La barre de prière, sous quelque forme que ce soit, est un exercice isolé, et son efficacité ne dépendra pas du poids, mais de la bonne technique et du ressenti musculaire. Dans ce type d’exercice, nous recommandons bien sûr une amplitude de mouvement complète et une phase négative prolongée, ce qui, en cas d’entraînement sur une barre de prière, est vraiment efficace. En termes techniques, une erreur est très souvent répétée, à savoir serrer la barre trop fort dans les mains, ce qui entraîne une fatigue rapide des muscles de l’avant-bras et un entraînement moins efficace des biceps eux-mêmes.

Une alternative pour le biceps

Une alternative intéressante est également de plier l’haltère sur une barre de prière, ce qui entraîne une implication supplémentaire des muscles des avant-bras, et ils sont souvent un point faible des culturistes. Leur faible ou parfait développement dépend largement de facteurs génétiques.

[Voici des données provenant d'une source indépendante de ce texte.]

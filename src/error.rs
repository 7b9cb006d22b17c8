//! Error types for dependency resolution.

use std::io;
use std::path::PathBuf;
use thiserror::Error;

/// Fatal conditions that abort a resolution run.
///
/// A dependency with no candidate is not an error: it is recorded by the
/// resolver and reported in the final [`Resolution`](crate::Resolution).
#[derive(Debug, Error)]
pub enum ResolveError {
    /// The binary under repair does not exist.
    #[error("File does not exist: {}", .0.display())]
    BinaryNotFound(PathBuf),

    /// The linker inspection tool could not run or exited abnormally.
    #[error("{tool} failed on {}: {reason}", .binary.display())]
    IntrospectionFailed {
        tool: &'static str,
        binary: PathBuf,
        reason: String,
    },

    /// A resolved library could not be placed next to the binary.
    #[error("Failed to copy {} to {}", .from.display(), .to.display())]
    CopyFailed {
        from: PathBuf,
        to: PathBuf,
        #[source]
        source: io::Error,
    },
}

impl ResolveError {
    pub(crate) fn introspection(
        tool: &'static str,
        binary: impl Into<PathBuf>,
        reason: impl Into<String>,
    ) -> Self {
        Self::IntrospectionFailed {
            tool,
            binary: binary.into(),
            reason: reason.into(),
        }
    }
}
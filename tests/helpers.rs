//! Shared test utilities for solib-vendor tests.
#![allow(dead_code)]

use std::cell::Cell;
use std::collections::{HashMap, HashSet, VecDeque};
use std::fs;
use std::os::unix::fs::PermissionsExt;
use std::path::{Path, PathBuf};
use std::process::Command;

use solib_vendor::{Binary, Introspector, LinkTarget, LinkedLibrary, ResolveError};
use tempfile::TempDir;

/// Test environment: a binary directory plus room for search roots.
pub struct TestEnv {
    /// Temporary directory (kept alive for lifetime of TestEnv)
    pub _temp_dir: TempDir,
    /// Base directory all other paths live under
    pub base: PathBuf,
    /// Directory holding the binary under repair
    pub bin_dir: PathBuf,
}

impl TestEnv {
    /// Create a new environment with an executable `bin/app`.
    pub fn new() -> Self {
        let temp_dir = TempDir::new().expect("Failed to create temp dir");
        let base = fs::canonicalize(temp_dir.path()).expect("Failed to canonicalize temp dir");
        let bin_dir = base.join("bin");
        create_mock_binary(&bin_dir.join("app"));

        Self {
            _temp_dir: temp_dir,
            base,
            bin_dir,
        }
    }

    pub fn binary(&self) -> Binary {
        Binary::open(self.bin_dir.join("app")).expect("Failed to open mock binary")
    }

    /// Create a library file at `rel` under the base directory.
    pub fn library(&self, rel: &str, contents: &str) -> PathBuf {
        let path = self.base.join(rel);
        create_mock_library(&path, contents);
        path
    }

    /// Is `name` present next to the binary?
    pub fn vendored(&self, name: &str) -> bool {
        self.bin_dir.join(name).exists()
    }
}

/// Create a mock executable binary file.
pub fn create_mock_binary(path: &Path) {
    if let Some(parent) = path.parent() {
        fs::create_dir_all(parent).expect("Failed to create parent dir for binary");
    }
    fs::write(path, "#!/bin/sh\necho mock\n").expect("Failed to create mock binary");
    let mut perms = fs::metadata(path).expect("Failed to get metadata").permissions();
    perms.set_mode(0o755);
    fs::set_permissions(path, perms).expect("Failed to set permissions");
}

/// Create a mock shared library file.
pub fn create_mock_library(path: &Path, contents: &str) {
    if let Some(parent) = path.parent() {
        fs::create_dir_all(parent).expect("Failed to create parent dir for library");
    }
    fs::write(path, contents).expect("Failed to create mock library");
}

/// Is `tool` installed on this machine?
pub fn have_tool(tool: &str) -> bool {
    Command::new(tool).arg("--version").output().is_ok()
}

/// A dynamic linker simulated over the filesystem.
///
/// Like `ldd`, it reports the transitive closure of libraries it can load:
/// a library is loaded from the binary's directory if present there, else
/// from the dependency cache if registered, else it is "not found" and its
/// own dependencies stay invisible.
#[derive(Default)]
pub struct FakeLinker {
    needs: HashMap<String, Vec<String>>,
    cache: HashMap<String, PathBuf>,
    system: HashSet<String>,
    ignore_binary_dir: bool,
    calls: Cell<usize>,
}

impl FakeLinker {
    pub fn new() -> Self {
        Self::default()
    }

    /// `object` (the binary's file name or a library name) links `libs`.
    pub fn needs(mut self, object: &str, libs: &[&str]) -> Self {
        self.needs
            .insert(object.to_string(), libs.iter().map(|l| l.to_string()).collect());
        self
    }

    /// `lib` is served from the dependency cache at `path`.
    pub fn cached(mut self, lib: &str, path: PathBuf) -> Self {
        self.cache.insert(lib.to_string(), path);
        self
    }

    /// `lib` lives on a system path and is always found.
    pub fn system(mut self, lib: &str) -> Self {
        self.system.insert(lib.to_string());
        self
    }

    /// Never load libraries from the binary's directory (no `$ORIGIN` runpath).
    pub fn without_origin(mut self) -> Self {
        self.ignore_binary_dir = true;
        self
    }

    /// Number of introspection calls so far.
    pub fn calls(&self) -> usize {
        self.calls.get()
    }
}

impl Introspector for FakeLinker {
    fn linked_libraries(&self, binary: &Path) -> Result<Vec<LinkedLibrary>, ResolveError> {
        self.calls.set(self.calls.get() + 1);

        let dir = binary.parent().expect("binary has a parent");
        let root = binary
            .file_name()
            .expect("binary has a file name")
            .to_string_lossy()
            .into_owned();

        let mut libs = Vec::new();
        let mut seen = HashSet::new();
        let mut queue: VecDeque<String> =
            self.needs.get(&root).cloned().unwrap_or_default().into();

        while let Some(name) = queue.pop_front() {
            if !seen.insert(name.clone()) {
                continue;
            }
            let local = dir.join(&name);
            let target = if !self.ignore_binary_dir && local.exists() {
                LinkTarget::Loaded(local)
            } else if let Some(path) = self.cache.get(&name) {
                LinkTarget::Loaded(path.clone())
            } else if self.system.contains(&name) {
                LinkTarget::Loaded(PathBuf::from("/usr/lib").join(&name))
            } else {
                LinkTarget::Missing
            };
            if target != LinkTarget::Missing {
                queue.extend(self.needs.get(&name).cloned().unwrap_or_default());
            }
            libs.push(LinkedLibrary::new(name, target));
        }

        Ok(libs)
    }
}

Flexion des avant-bras avec haltères

Il s’agit d’un exercice extrêmement populaire à partir duquel beaucoup d’entre nous ont commencé leur aventure avec l’entraînement des biceps. Presque chaque homme à la salle de sport effectue au moins une fois par semaine une flexion des avant-bras avec des haltères, malheureusement peu le font techniquement correctement. La cause la plus fréquente d’erreurs est bien sûr un poids trop important, qui nous oblige en quelque sorte à déstabiliser notre position, à balancer notre torse et à lancer la charge de manière inconsidérée.

Utilisation de barre classique

En utilisant des haltères au lieu d’une barre classique, nous pouvons réduire les disproportions entre les différentes parties de notre corps. Si un bras est plus fort que l’autre, l’utilisation d’haltères pour l’entraînement peut s’avérer être une solution idéale. Techniquement, c’est un exercice assez difficile, même s’il semble en être autrement. La position des coudes, qui doivent être collés au torse et éviter de les pousser excessivement vers l’extérieur, est importante. La technique doit être au premier plan, et si vous décidez d’introduire des techniques trichées, cela vaut la peine de le faire avec votre tête et de ne pas vous laisser perdre complètement le contrôle du poids.

Les “répétitions trichées” ajoutent un peu de dynamique et d’élan à une certaine phase du mouvement, généralement au tout début, ce qui nous permet d’utiliser des poids encore plus lourds que prévu. Il convient toutefois de souligner que même les répétitions forcées doivent être effectuées dans toute l’amplitude du mouvement.

Conseils techniques pour l’entraînement des biceps

Stabiliser la position

Il s’agit d’un facteur très important qui est malheureusement très souvent oublié. Une position de départ stable pour la plupart des exercices est indispensable pour maintenir une technique correcte. La situation est similaire en ce qui concerne l’entraînement des biceps. Les pieds doivent toujours être un peu plus écartés que les épaules, et les coudes ne doivent pas trop dépasser vers l’avant ou l’extérieur. Cette action réduit considérablement la tension musculaire, et donc le travail que font les biceps.

Choisir des charges appropriées

Cette règle s’applique pratiquement à tous les exercices et à tous les groupes de muscles, mais dans le cas des biceps et des pectoraux, notre ego ne nous permet généralement pas d’effectuer des répétitions techniquement adéquates en raison d’un poids trop lourd. Par conséquent, à certains moments, il vaut la peine de lâcher prise et de réfléchir aux méthodes qui nous aideront à obtenir les effets qui nous intéressent le plus. Donc si vous voulez des bras puissants, utilisez le poids qui correspond à vos capacités réelles.

Le bon volume d’entraînement

De nombreuses personnes ont tendance à surentraîner leurs biceps, ce qui peut être contre-productif. Il s’agit d’un petit groupe de muscles, qui est en outre fortement impliqué dans l’entraînement du dos, il est donc inutile d’effectuer 5-6 exercices supplémentaires sur cette partie. Pour la plupart des gens, 3 exercices dans 3 séries de travail principales sont tout à fait suffisants pour un surentraînement complet des biceps.